Every line of the listing is to be returned exactly as given.

── EXERCISE DATA ──

pub(crate) async fn create_booking(
    State(state): State<ApiState>,
    headers: HeaderMap,
    Json(input): Json<CreateBookingRequest>,
) -> Result<Response, Response> {
    let user = require_user(&state, &headers).await?;

    let (Some(operator_id), Some(amount), Some(seat_number)) =
        (input.operator_id, input.amount, input.seat_number)
    else {
        return Err(error_response(
            StatusCode::BAD_REQUEST,
            "missing_fields",
            "operator_id, amount and seat_number are required",
        ));
    };
    if !amount.is_finite() || amount <= 0.0 {
        return Err(error_response(
            StatusCode::BAD_REQUEST,
            "invalid_amount",
            "amount must be greater than zero",
        ));
    }

    let operator = state
        .store
        .find_operator(&operator_id)
        .await
        .map_err(|error| internal_error("failed to create booking", error))?
        .ok_or_else(operator_not_found)?;

    let policy_id = match input.policy_id {
        Some(policy_id) if policy_id != operator.policy.policy_id => {
            let policy = state
                .store
                .find_policy(&policy_id)
                .await
                .map_err(|error| internal_error("failed to create booking", error))?;
            match policy {
                Some(policy) if policy.operator_id == operator_id => policy.policy_id,
                _ => {
                    return Err(error_response(
                        StatusCode::BAD_REQUEST,
                        "policy_mismatch",
                        "policy does not belong to this operator",
                    ))
                }
            }
        }
        _ => operator.policy.policy_id.clone(),
    };

    let departure_label = input
        .departure_time
        .map(|value| value.trim().to_string())
        .filter(|value| !value.is_empty());
    let departure_at = match input.departure_at {
        Some(at) => Some(at),
        None => parse_travel_date(input.travel_date.as_deref())?
            .map(|date| departure_instant(date, departure_label.as_deref())),
    };

    let booked = match departure_at {
        Some(at) => state
            .store
            .occupied_seats(&operator_id, at.date_naive())
            .await
            .map_err(|error| internal_error("failed to create booking", error))?,
        None => HashSet::new(),
    };
    let seat_number = ensure_seat_available(&seat_number, &booked).map_err(seat_error)?;

    let booking = Booking {
        booking_id: uuid::Uuid::new_v4().to_string(),
        user_id: user.user_id.clone(),
        operator_id,
        policy_id,
        amount,
        status: BookingStatus::Confirmed,
        seat_number,
        passenger_name: passenger_name(input.passenger_name.as_deref(), &user),
        route: input
            .route
            .map(|route| route.trim().chars().take(MAX_ROUTE_LEN).collect::<String>())
            .filter(|route| !route.is_empty()),
        departure_label,
        departure_at,
        created_at: Utc::now(),
        cancelled_at: None,
    };

    match state.store.create_booking(&booking).await {
        Ok(()) => {}
        Err(StoreError::Conflict(_)) => {
            return Err(seat_error(SeatError::Occupied(booking.seat_number)))
        }
        Err(error) => return Err(internal_error("failed to create booking", error)),
    }

    info!(
        booking_id = %booking.booking_id,
        user_id = %user.user_id,
        operator = %operator.operator.name,
        seat = %booking.seat_number,
        "booking created"
    );
    Ok((
        StatusCode::CREATED,
        Json(serde_json::json!({ "booking": booking })),
    )
        .into_response())
}

pub(crate) async fn refund_preview(
    State(state): State<ApiState>,
    headers: HeaderMap,
    Path(booking_id): Path<String>,
) -> Result<Response, Response> {
    let user = require_user(&state, &headers).await?;
    let details = owned_booking(&state, &user, &booking_id).await?;

    let departure_at = details.booking.departure_at.ok_or_else(departure_unknown)?;
    let refund = calculate_refund(details.booking.amount, departure_at, Utc::now(), &details.rules)
        .map_err(|error| {
            error_response(
                StatusCode::UNPROCESSABLE_ENTITY,
                "refund_unavailable",
                error.to_string(),
            )
        })?;
    state.metrics.inc_refund_preview();

    Ok((
        StatusCode::OK,
        Json(serde_json::json!({
            "booking_id": details.booking.booking_id,
            "status": details.booking.status,
            "operator_name": details.operator_name,
            "policy_version": details.policy_version,
            "refund": refund
        })),
    )
        .into_response())
}

pub(crate) async fn cancel(
    State(state): State<ApiState>,
    headers: HeaderMap,
    Path(booking_id): Path<String>,
) -> Result<Response, Response> {
    let user = require_user(&state, &headers).await?;
    let details = owned_booking(&state, &user, &booking_id).await?;
    let booking = &details.booking;

    match booking.status {
        BookingStatus::Confirmed => {}
        BookingStatus::Cancelled => {
            return Err(error_response(
                StatusCode::BAD_REQUEST,
                "already_cancelled",
                "booking already cancelled",
            ))
        }
        BookingStatus::Completed => {
            return Err(error_response(
                StatusCode::BAD_REQUEST,
                "booking_completed",
                "completed trips cannot be cancelled",
            ))
        }
    }

    let departure_at = booking.departure_at.ok_or_else(departure_unknown)?;
    let now = Utc::now();
    if departure_at <= now {
        return Err(error_response(
            StatusCode::BAD_REQUEST,
            "booking_departed",
            "the bus has already departed",
        ));
    }

    let result = calculate_refund(booking.amount, departure_at, now, &details.rules).map_err(
        |error| {
            error_response(
                StatusCode::UNPROCESSABLE_ENTITY,
                "refund_unavailable",
                error.to_string(),
            )
        },
    )?;

    let refund = RefundTransaction {
        refund_id: uuid::Uuid::new_v4().to_string(),
        booking_id: booking.booking_id.clone(),
        refund_amount: result.refund_amount,
        deduction_total: result.deduction_total,
        breakdown: result.breakdown.clone(),
        cancellation_slot: result.applied_slab.label.clone(),
        status: RefundStatus::Initiated,
        timeline: build_refund_timeline(booking.created_at, now, &details.operator_name, &result),
        initiated_at: now,
        updated_at: now,
    };

    match state.store.cancel_booking(&booking.booking_id, now, &refund).await {
        Ok(()) => {}
        Err(StoreError::Conflict(_) | StoreError::Transition(_)) => {
            state.metrics.inc_cancellation_conflict();
            return Err(error_response(
                StatusCode::CONFLICT,
                "cancellation_conflict",
                "booking was cancelled by another request",
            ));
        }
        Err(StoreError::NotFound(_)) => return Err(booking_not_found()),
        Err(error) => return Err(internal_error("failed to cancel booking", error)),
    }
    state.metrics.inc_cancellation();

    info!(
        target: "audit",
        booking_id = %booking.booking_id,
        user_id = %user.user_id,
        original_amount = booking.amount,
        refund_amount = result.refund_amount,
        deduction_total = result.deduction_total,
        slab = %result.applied_slab.label,
        departure = %departure_at.to_rfc3339(),
        "refund initiated"
    );

    let updated = state
        .store
        .booking_details(&booking.booking_id)
        .await
        .map_err(|error| internal_error("failed to load cancelled booking", error))?;

    Ok((
        StatusCode::OK,
        Json(serde_json::json!({
            "message": "Booking cancelled successfully",
            "booking": updated,
            "refund": result
        })),
    )
        .into_response())
}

───

▶ _ANSWER AREA_
pub(crate) async fn create_booking(
    State(state): State<ApiState>,
    headers: HeaderMap,
    Json(input): Json<CreateBookingRequest>,
) -> Result<Response, Response> {
    let user = require_user(&state, &headers).await?;

    let (Some(operator_id), Some(amount), Some(seat_number)) =
        (input.operator_id, input.amount, input.seat_number)
    else {
        return Err(error_response(
            StatusCode::BAD_REQUEST,
            "missing_fields",
            "operator_id, amount and seat_number are required",
        ));
    };
    if !amount.is_finite() || amount <= 0.0 {
        return Err(error_response(
            StatusCode::BAD_REQUEST,
            "invalid_amount",
            "amount must be greater than zero",
        ));
    }

    let operator = state
        .store
        .find_operator(&operator_id)
        .await
        .map_err(|error| internal_error("failed to create booking", error))?
        .ok_or_else(operator_not_found)?;

    let policy_id = match input.policy_id {
        Some(policy_id) if policy_id != operator.policy.policy_id => {
            let policy = state
                .store
                .find_policy(&policy_id)
                .await
                .map_err(|error| internal_error("failed to create booking", error))?;
            match policy {
                Some(policy) if policy.operator_id == operator_id => policy.policy_id,
                _ => {
                    return Err(error_response(
                        StatusCode::BAD_REQUEST,
                        "policy_mismatch",
                        "policy does not belong to this operator",
                    ))
                }
            }
        }
        _ => operator.policy.policy_id.clone(),
    };

    let departure_label = input
        .departure_time
        .map(|value| value.trim().to_string())
        .filter(|value| !value.is_empty());
    let departure_at = match input.departure_at {
        Some(at) => Some(at),
        None => parse_travel_date(input.travel_date.as_deref())?
            .map(|date| departure_instant(date, departure_label.as_deref())),
    };

    let booked = match departure_at {
        Some(at) => state
            .store
            .occupied_seats(&operator_id, at.date_naive())
            .await
            .map_err(|error| internal_error("failed to create booking", error))?,
        None => HashSet::new(),
    };
    let seat_number = ensure_seat_available(&seat_number, &booked).map_err(seat_error)?;

    let booking = Booking {
        booking_id: uuid::Uuid::new_v4().to_string(),
        user_id: user.user_id.clone(),
        operator_id,
        policy_id,
        amount,
        status: BookingStatus::Confirmed,
        seat_number,
        passenger_name: passenger_name(input.passenger_name.as_deref(), &user),
        route: input
            .route
            .map(|route| route.trim().chars().take(MAX_ROUTE_LEN).collect::<String>())
            .filter(|route| !route.is_empty()),
        departure_label,
        departure_at,
        created_at: Utc::now(),
        cancelled_at: None,
    };

    match state.store.create_booking(&booking).await {
        Ok(()) => {}
        Err(StoreError::Conflict(_)) => {
            return Err(seat_error(SeatError::Occupied(booking.seat_number)))
        }
        Err(error) => return Err(internal_error("failed to create booking", error)),
    }

    info!(
        booking_id = %booking.booking_id,
        user_id = %user.user_id,
        operator = %operator.operator.name,
        seat = %booking.seat_number,
        "booking created"
    );
    Ok((
        StatusCode::CREATED,
        Json(serde_json::json!({ "booking": booking })),
    )
        .into_response())
}

pub(crate) async fn refund_preview(
    State(state): State<ApiState>,
    headers: HeaderMap,
    Path(booking_id): Path<String>,
) -> Result<Response, Response> {
    let user = require_user(&state, &headers).await?;
    let details = owned_booking(&state, &user, &booking_id).await?;

    let departure_at = details.booking.departure_at.ok_or_else(departure_unknown)?;
    let refund = calculate_refund(details.booking.amount, departure_at, Utc::now(), &details.rules)
        .map_err(|error| {
            error_response(
                StatusCode::UNPROCESSABLE_ENTITY,
                "refund_unavailable",
                error.to_string(),
            )
        })?;
    state.metrics.inc_refund_preview();

    Ok((
        StatusCode::OK,
        Json(serde_json::json!({
            "booking_id": details.booking.booking_id,
            "status": details.booking.status,
            "operator_name": details.operator_name,
            "policy_version": details.policy_version,
            "refund": refund
        })),
    )
        .into_response())
}

pub(crate) async fn cancel(
    State(state): State<ApiState>,
    headers: HeaderMap,
    Path(booking_id): Path<String>,
) -> Result<Response, Response> {
    let user = require_user(&state, &headers).await?;
    let details = owned_booking(&state, &user, &booking_id).await?;
    let booking = &details.booking;

    match booking.status {
        BookingStatus::Confirmed => {}
        BookingStatus::Cancelled => {
            return Err(error_response(
                StatusCode::BAD_REQUEST,
                "already_cancelled",
                "booking already cancelled",
            ))
        }
        BookingStatus::Completed => {
            return Err(error_response(
                StatusCode::BAD_REQUEST,
                "booking_completed",
                "completed trips cannot be cancelled",
            ))
        }
    }

    let departure_at = booking.departure_at.ok_or_else(departure_unknown)?;
    let now = Utc::now();
    if departure_at <= now {
        return Err(error_response(
            StatusCode::BAD_REQUEST,
            "booking_departed",
            "the bus has already departed",
        ));
    }

    let result = calculate_refund(booking.amount, departure_at, now, &details.rules).map_err(
        |error| {
            error_response(
                StatusCode::UNPROCESSABLE_ENTITY,
                "refund_unavailable",
                error.to_string(),
            )
        },
    )?;

    let refund = RefundTransaction {
        refund_id: uuid::Uuid::new_v4().to_string(),
        booking_id: booking.booking_id.clone(),
        refund_amount: result.refund_amount,
        deduction_total: result.deduction_total,
        breakdown: result.breakdown.clone(),
        cancellation_slot: result.applied_slab.label.clone(),
        status: RefundStatus::Initiated,
        timeline: build_refund_timeline(booking.created_at, now, &details.operator_name, &result),
        initiated_at: now,
        updated_at: now,
    };

    match state.store.cancel_booking(&booking.booking_id, now, &refund).await {
        Ok(()) => {}
        Err(StoreError::Conflict(_) | StoreError::Transition(_)) => {
            state.metrics.inc_cancellation_conflict();
            return Err(error_response(
                StatusCode::CONFLICT,
                "cancellation_conflict",
                "booking was cancelled by another request",
            ));
        }
        Err(StoreError::NotFound(_)) => return Err(booking_not_found()),
        Err(error) => return Err(internal_error("failed to cancel booking", error)),
    }
    state.metrics.inc_cancellation();

    info!(
        target: "audit",
        booking_id = %booking.booking_id,
        user_id = %user.user_id,
        original_amount = booking.amount,
        refund_amount = result.refund_amount,
        deduction_total = result.deduction_total,
        slab = %result.applied_slab.label,
        departure = %departure_at.to_rfc3339(),
        "refund initiated"
    );

    let updated = state
        .store
        .booking_details(&booking.booking_id)
        .await
        .map_err(|error| internal_error("failed to load cancelled booking", error))?;

    Ok((
        StatusCode::OK,
        Json(serde_json::json!({
            "message": "Booking cancelled successfully",
            "booking": updated,
            "refund": result
        })),
    )
        .into_response())
}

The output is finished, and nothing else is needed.